There are two menisci, or “cushions”, in each one of your knees that act as stabilizing shock absorbers between your tibia (shinbone) and femur (thighbone). Meniscal tears often occur while playing sports from twisting the knee during a fast pivot, squat, or direct blow. Specialized imaging, such as X-rays and MRIs, are often used to determine the extent and specific type and location of injury. Your team of specialists at Orthopaedic Specialists will create a customized treatment approach for you according to the location and extent of meniscal injury, your age, activity level, duration of symptoms, other related injuries and personalized treatment goals.
The outer parts of the meniscus have a very rich blood supply and may heal on their own following non-surgical treatments such as R.I.C.E. (Rest, Ice, Compression (cold packs), and Elevation), avoiding aggravating activities, wearing a knee brace, taking anti-inflammatories, and/or physical therapy. While non-surgical treatment can relieve mild cases of the condition, surgery may be necessary for severe cases.
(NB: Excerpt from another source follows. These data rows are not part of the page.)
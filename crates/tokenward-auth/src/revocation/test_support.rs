//! Mock token storage for unit tests.

use std::collections::HashMap;
use std::sync::RwLock;
use std::sync::atomic::{AtomicUsize, Ordering};

use uuid::Uuid;

use crate::storage::{TokenAttribute, TokenStore};
use crate::types::AccessToken;
use crate::{AuthError, AuthResult};

/// Mock token storage that counts refresh-token lookups and `revoked_at`
/// writes.
pub(crate) struct MockTokenStore {
    tokens: RwLock<HashMap<Uuid, AccessToken>>,
    lookups: AtomicUsize,
    revoke_writes: RwLock<HashMap<Uuid, usize>>,
}

impl MockTokenStore {
    pub(crate) fn new() -> Self {
        Self {
            tokens: RwLock::new(HashMap::new()),
            lookups: AtomicUsize::new(0),
            revoke_writes: RwLock::new(HashMap::new()),
        }
    }

    /// Number of `find_by_refresh_token` calls.
    pub(crate) fn lookups(&self) -> usize {
        self.lookups.load(Ordering::SeqCst)
    }

    /// Number of `revoked_at` writes against `id`.
    pub(crate) fn revoke_writes(&self, id: Uuid) -> usize {
        self.revoke_writes
            .read()
            .unwrap()
            .get(&id)
            .copied()
            .unwrap_or(0)
    }
}

#[async_trait::async_trait]
impl TokenStore for MockTokenStore {
    async fn create(&self, token: &AccessToken) -> AuthResult<()> {
        self.tokens
            .write()
            .unwrap()
            .insert(token.id, token.detached());
        Ok(())
    }

    async fn find_by_id(&self, id: Uuid) -> AuthResult<Option<AccessToken>> {
        Ok(self.tokens.read().unwrap().get(&id).map(AccessToken::detached))
    }

    async fn find_by_token(&self, token: &str) -> AuthResult<Option<AccessToken>> {
        Ok(self
            .tokens
            .read()
            .unwrap()
            .values()
            .find(|t| t.token == token)
            .map(AccessToken::detached))
    }

    async fn find_by_refresh_token(
        &self,
        refresh_token: &str,
    ) -> AuthResult<Option<AccessToken>> {
        self.lookups.fetch_add(1, Ordering::SeqCst);
        Ok(self
            .tokens
            .read()
            .unwrap()
            .values()
            .find(|t| t.refresh_token.as_deref() == Some(refresh_token))
            .map(AccessToken::detached))
    }

    async fn update_attribute(&self, id: Uuid, attribute: TokenAttribute) -> AuthResult<()> {
        let mut tokens = self.tokens.write().unwrap();
        let token = tokens
            .get_mut(&id)
            .ok_or_else(|| AuthError::storage(format!("AccessToken {id} not found")))?;
        if matches!(attribute, TokenAttribute::RevokedAt(_)) {
            *self.revoke_writes.write().unwrap().entry(id).or_default() += 1;
        }
        attribute.apply(token);
        Ok(())
    }
}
Knee Arthroscopy (Minimally Invasive)
Our orthopaedic surgeons, Dr. John Hoffman and Dr. Tuvi Mendel, perform knee arthroscopy as a minimally invasive method of relieving knee pain due to meniscal injury. During surgery, a small incision is made through which an arthroscope, or small video camera, is inserted to allow your surgeon to view the surgery on a monitor. This technique results in a smaller incision, less scarring, less pain, and faster recovery than older, open surgical procedures.
Special instrumentation is used to trim away damaged non-repairable meniscal tissue. Some areas of the meniscus do not have sufficient blood supply to heal and must be trimmed to alleviate the symptoms.
Depending on the type and specific location of your meniscal injury, your surgeon may treat the repair by suturing the torn meniscus back together.